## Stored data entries
____

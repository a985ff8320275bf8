// SPDX-License-Identifier: BUSL-1.1
// Copyright (c) 2026 Alfred Jean LLC

//! Declarative macros for reducing boilerplate.
//!
//! - [`simple_display!`] — `Display` impl mapping enum variants to string literals
//! - [`builder!`] — test builder struct with Default, setters, and `build()`
//! - [`setters!`] — setter methods for production builder/config structs
//! - [`define_ref!`] — distinct reference wrapper around [`DataRef`](crate::DataRef)

/// Generate a `Display` impl that maps enum variants to string literals.
///
/// Unit variants match directly; data-carrying variants use `(..)` or
/// `{ .. }` to ignore fields.
///
/// ```ignore
/// crate::simple_display! {
///     MyEnum {
///         Foo => "foo",
///         Bar(..) => "bar",
///         Baz { .. } => "baz",
///     }
/// }
/// ```
#[macro_export]
macro_rules! simple_display {
    ($enum:ty {
        $( $variant:ident $(( $($ignore:tt)* ))? $({ $($fields:tt)* })? => $str:expr ),+ $(,)?
    }) => {
        impl std::fmt::Display for $enum {
            fn fmt(&self, f: &mut std::fmt::Formatter<'_>) -> std::fmt::Result {
                f.write_str(match self {
                    $( Self::$variant $(( $($ignore)* ))? $({ $($fields)* })? => $str, )+
                })
            }
        }
    };
}

/// Generate a test builder (struct + Default + setters + build).
///
/// All generated items are gated behind `#[cfg(any(test, feature = "test-support"))]`.
///
/// Field groups:
/// - `into { field: Type = default }` — setter uses `impl Into<Type>`
/// - `set { field: Type = default }` — setter takes `Type` directly
/// - `option { field: Type = default }` — builder field is `Option<Type>`,
///   setter wraps in `Some(v.into())`
///
/// ```ignore
/// crate::builder! {
///     pub struct FooBuilder => Foo {
///         into { name: String = "test" }
///         set { count: u32 = 0 }
///         option { label: String = None }
///     }
/// }
/// ```
#[macro_export]
macro_rules! builder {
    (
        pub struct $builder:ident => $target:ident {
            $(into {
                $( $into_field:ident : $into_ty:ty = $into_default:expr ),* $(,)?
            })?
            $(set {
                $( $set_field:ident : $set_ty:ty = $set_default:expr ),* $(,)?
            })?
            $(option {
                $( $opt_field:ident : $opt_ty:ty = $opt_default:expr ),* $(,)?
            })?
        }
    ) => {
        #[cfg(any(test, feature = "test-support"))]
        pub struct $builder {
            $($( $into_field: $into_ty, )*)?
            $($( $set_field: $set_ty, )*)?
            $($( $opt_field: Option<$opt_ty>, )*)?
        }

        #[cfg(any(test, feature = "test-support"))]
        impl Default for $builder {
            fn default() -> Self {
                Self {
                    $($( $into_field: $into_default.into(), )*)?
                    $($( $set_field: $set_default, )*)?
                    $($( $opt_field: $opt_default, )*)?
                }
            }
        }

        #[cfg(any(test, feature = "test-support"))]
        impl $builder {
            $($(
                pub fn $into_field(mut self, v: impl Into<$into_ty>) -> Self {
                    self.$into_field = v.into();
                    self
                }
            )*)?

            $($(
                pub fn $set_field(mut self, v: $set_ty) -> Self {
                    self.$set_field = v;
                    self
                }
            )*)?

            $($(
                pub fn $opt_field(mut self, v: impl Into<$opt_ty>) -> Self {
                    self.$opt_field = Some(v.into());
                    self
                }
            )*)?

            pub fn build(self) -> $target {
                $target {
                    $($( $into_field: self.$into_field, )*)?
                    $($( $set_field: self.$set_field, )*)?
                    $($( $opt_field: self.$opt_field, )*)?
                }
            }
        }

        #[cfg(any(test, feature = "test-support"))]
        impl $target {
            /// Create a builder with test defaults.
            pub fn builder() -> $builder {
                $builder::default()
            }
        }
    };
}

/// Generate setter methods inside an existing `impl` block.
///
/// Field groups work the same as [`builder!`] but only generate setter methods.
///
/// ```ignore
/// impl MyConfig {
///     ko_core::setters! {
///         into { name: String }
///         set { count: u32 }
///         option { label: String }
///     }
/// }
/// ```
#[macro_export]
macro_rules! setters {
    (
        $(into {
            $( $into_field:ident : $into_ty:ty ),* $(,)?
        })?
        $(set {
            $( $set_field:ident : $set_ty:ty ),* $(,)?
        })?
        $(option {
            $( $opt_field:ident : $opt_ty:ty ),* $(,)?
        })?
    ) => {
        $($(
            pub fn $into_field(mut self, v: impl Into<$into_ty>) -> Self {
                self.$into_field = v.into();
                self
            }
        )*)?

        $($(
            pub fn $set_field(mut self, v: $set_ty) -> Self {
                self.$set_field = v;
                self
            }
        )*)?

        $($(
            pub fn $opt_field(mut self, v: impl Into<$opt_ty>) -> Self {
                self.$opt_field = Some(v.into());
                self
            }
        )*)?
    };
}

/// Define a reference wrapper around [`DataRef`](crate::DataRef).
///
/// Every wrapper serializes exactly like the bare `{name, namespace}` pair,
/// but is its own type: a `PodRef` cannot be passed where a `JobRef` is
/// expected. Generates `new()`, `name()`, `namespace()`, `data()`,
/// `is_empty()`, `in_namespace()`, `Display`, `From<DataRef>`, and the
/// [`Reference`](crate::Reference) impl.
///
/// ```ignore
/// define_ref! {
///     /// Doc comment for the reference type.
///     pub struct ConfigMapRef("ConfigMap");
/// }
/// ```
#[macro_export]
macro_rules! define_ref {
    (
        $(#[$meta:meta])*
        pub struct $name:ident($kind:literal);
    ) => {
        $(#[$meta])*
        #[derive(
            Debug,
            Clone,
            Default,
            PartialEq,
            Eq,
            Hash,
            serde::Serialize,
            serde::Deserialize,
            schemars::JsonSchema,
        )]
        #[serde(transparent)]
        pub struct $name($crate::reference::DataRef);

        impl $name {
            pub fn new(name: impl Into<String>, namespace: impl Into<String>) -> Self {
                Self($crate::reference::DataRef::new(name, namespace))
            }

            pub fn name(&self) -> &str {
                &self.0.name
            }

            pub fn namespace(&self) -> &str {
                &self.0.namespace
            }

            pub fn data(&self) -> &$crate::reference::DataRef {
                &self.0
            }

            /// True when the name is unset.
            pub fn is_empty(&self) -> bool {
                self.0.is_empty()
            }

            /// Copy of this reference with an unset namespace filled in.
            pub fn in_namespace(&self, default_namespace: &str) -> Self {
                Self(self.0.in_namespace(default_namespace))
            }
        }

        impl $crate::reference::Reference for $name {
            const KIND: &'static str = $kind;

            fn data(&self) -> &$crate::reference::DataRef {
                &self.0
            }
        }

        impl From<$crate::reference::DataRef> for $name {
            fn from(data: $crate::reference::DataRef) -> Self {
                Self(data)
            }
        }

        impl std::fmt::Display for $name {
            fn fmt(&self, f: &mut std::fmt::Formatter<'_>) -> std::fmt::Result {
                write!(f, "{} {}", $kind, self.0)
            }
        }
    };
}
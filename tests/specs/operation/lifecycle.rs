// SPDX-License-Identifier: BUSL-1.1
// Copyright (c) 2026 Alfred Jean LLC

//! Operation lifecycle specs
//!
//! Acceptance, retries, terminal outcomes and the condition they leave on
//! the owning cluster.

use crate::prelude::*;

#[tokio::test]
async fn missing_hosts_artifact_blocks_without_submitting() {
    let world = World::new();
    world.artifacts.remove(ArtifactKind::ConfigMap, NAMESPACE, "demo-hosts");
    world.create("install", ClusterOperationSpec::builder().build());

    let status = world.settle("install").await;

    assert_eq!(status.status, Some(OpsStatus::Blocked));
    assert!(status.message.unwrap_or_default().contains("hostsConfRef"));
    assert!(world.jobs.created().is_empty());
    assert_eq!(world.conditions().len(), 1);
    assert_eq!(world.conditions()[0].cluster_condition_type, ClusterConditionType::Blocked);
}

#[tokio::test]
async fn hosts_override_to_a_missing_artifact_blocks() {
    let world = World::new();
    world.create(
        "install",
        ClusterOperationSpec::builder()
            .hosts_conf_ref(ko_core::ConfigMapRef::new("canary-hosts", ""))
            .build(),
    );

    let status = world.settle("install").await;

    assert_eq!(status.status, Some(OpsStatus::Blocked));
    assert!(world.jobs.created().is_empty());
}

#[tokio::test]
async fn nameless_overrides_use_the_cluster_references() {
    let world = World::new();
    world.create(
        "install",
        ClusterOperationSpec::builder()
            .hosts_conf_ref(ko_core::ConfigMapRef::new("", ""))
            .ssh_auth_ref(ko_core::SecretRef::new("", ""))
            .build(),
    );

    let status = world.settle("install").await;

    assert_eq!(status.status, Some(OpsStatus::Succeeded));
    let mounts = &world.jobs.created()[0].mounts;
    assert!(mounts.iter().any(|m| m.source
        == ko_core::MountSource::ConfigMap(ko_core::ConfigMapRef::new("demo-hosts", NAMESPACE))));
}

#[tokio::test]
async fn missing_cluster_blocks() {
    let world = World::new();
    world.create("install", ClusterOperationSpec::builder().cluster("nowhere").build());

    let status = world.settle("install").await;

    assert_eq!(status.status, Some(OpsStatus::Blocked));
    assert!(world.jobs.created().is_empty());
}

#[tokio::test]
async fn always_failing_job_is_submitted_backoff_limit_times() {
    let world = World::new();
    world.fail_every_job();
    world.create("install", ClusterOperationSpec::builder().backoff_limit(2).build());

    let status = world.settle("install").await;

    assert_eq!(status.status, Some(OpsStatus::Failed));
    assert_eq!(status.attempts, 2);
    assert_eq!(world.jobs.created_names(), vec!["install-1-0", "install-2-0"]);
    assert_eq!(world.conditions()[0].cluster_condition_type, ClusterConditionType::Failed);
}

#[tokio::test]
async fn retries_wait_for_a_growing_backoff() {
    let world = World::new();
    world.fail_every_job();
    world.create("install", ClusterOperationSpec::builder().backoff_limit(3).build());

    world.reconcile("install").await;
    let first = world.reconcile("install").await.requeue_after;
    world.clock.advance(first.unwrap());
    world.reconcile("install").await;
    let second = world.reconcile("install").await.requeue_after;

    assert!(second > first);
}

#[tokio::test]
async fn failing_pre_hook_stops_before_the_primary_action() {
    let world = World::new();
    world.fail_every_job();
    world.create(
        "install",
        ClusterOperationSpec::builder().pre_hook(vec![shell("drain.sh")]).build(),
    );

    let status = world.settle("install").await;

    assert_eq!(status.status, Some(OpsStatus::Failed));
    assert!(status.job_ref.is_none());
    assert_eq!(world.jobs.created_names(), vec!["install-1-0"]);
    let command = &world.jobs.created()[0].command;
    assert!(command.last().unwrap().contains("drain.sh"));
}

#[tokio::test]
async fn first_attempt_success_records_one_condition() {
    let world = World::new();
    world.create("install", ClusterOperationSpec::builder().build());

    world.reconcile("install").await;
    world.clock.advance(Duration::from_secs(90));
    let status = world.settle("install").await;

    assert_eq!(status.status, Some(OpsStatus::Succeeded));
    let conditions = world.conditions();
    assert_eq!(conditions.len(), 1);
    assert_eq!(conditions[0].cluster_ops, "install");
    assert_eq!(conditions[0].cluster_condition_type, ClusterConditionType::Succeeded);
    assert_eq!(conditions[0].start_time, status.start_time);
    assert_eq!(conditions[0].end_time, status.end_time);
    assert!(status.end_time > status.start_time);
}

#[tokio::test]
async fn terminal_operation_is_left_alone() {
    let world = World::new();
    world.create("install", ClusterOperationSpec::builder().build());
    let done = world.settle("install").await;

    world.store.edit_operation_spec(NAMESPACE, "install", |spec| spec.action = "reset.yml".into());
    let again = world.settle("install").await;

    assert_eq!(done, again);
    assert_eq!(world.jobs.created().len(), 1);
    assert_eq!(world.conditions().len(), 1);
}

#[tokio::test]
async fn deadline_counts_as_a_failed_attempt() {
    let world = World::new();
    world.jobs.set_default_state(JobRunState::Running {
        started_at: Some(ko_core::Clock::utc_now(&world.clock)),
    });
    world.create(
        "install",
        ClusterOperationSpec::builder().active_deadline_seconds(60).backoff_limit(2).build(),
    );

    world.reconcile("install").await;
    world.clock.advance(Duration::from_secs(61));
    world.reconcile("install").await;

    let status = world.status("install");
    assert_eq!(status.status, Some(OpsStatus::Running));
    assert!(status.job_ref.is_none());
    assert!(status.message.unwrap_or_default().contains("deadline exceeded"));
    assert_eq!(world.jobs.cancelled().len(), 1);
}

#[tokio::test]
async fn deleted_operation_cancels_its_job() {
    let world = World::new();
    world.keep_jobs_running();
    world.create("install", ClusterOperationSpec::builder().build());
    world.reconcile("install").await;

    let op = world.store.operation(NAMESPACE, "install").unwrap();
    world.reconciler.cancel_operation(&op).await.unwrap();

    assert_eq!(world.jobs.cancelled().len(), 1);
}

____

Nothing but the lines from the start of the data above through the line with "distinct reference wrapper" should appear in your answer, copied exactly.

repository a985ff8320275bf8
// SPDX-License-Identifier: BUSL-1.1
// Copyright (c) 2026 Alfred Jean LLC

//! Declarative macros for reducing boilerplate.
//!
//! - [`simple_display!`] — `Display` impl mapping enum variants to string literals
//! - [`builder!`] — test builder struct with Default, setters, and `build()`
//! - [`setters!`] — setter methods for production builder/config structs
//! - [`define_ref!`] — distinct reference wrapper around [`DataRef`](crate::DataRef)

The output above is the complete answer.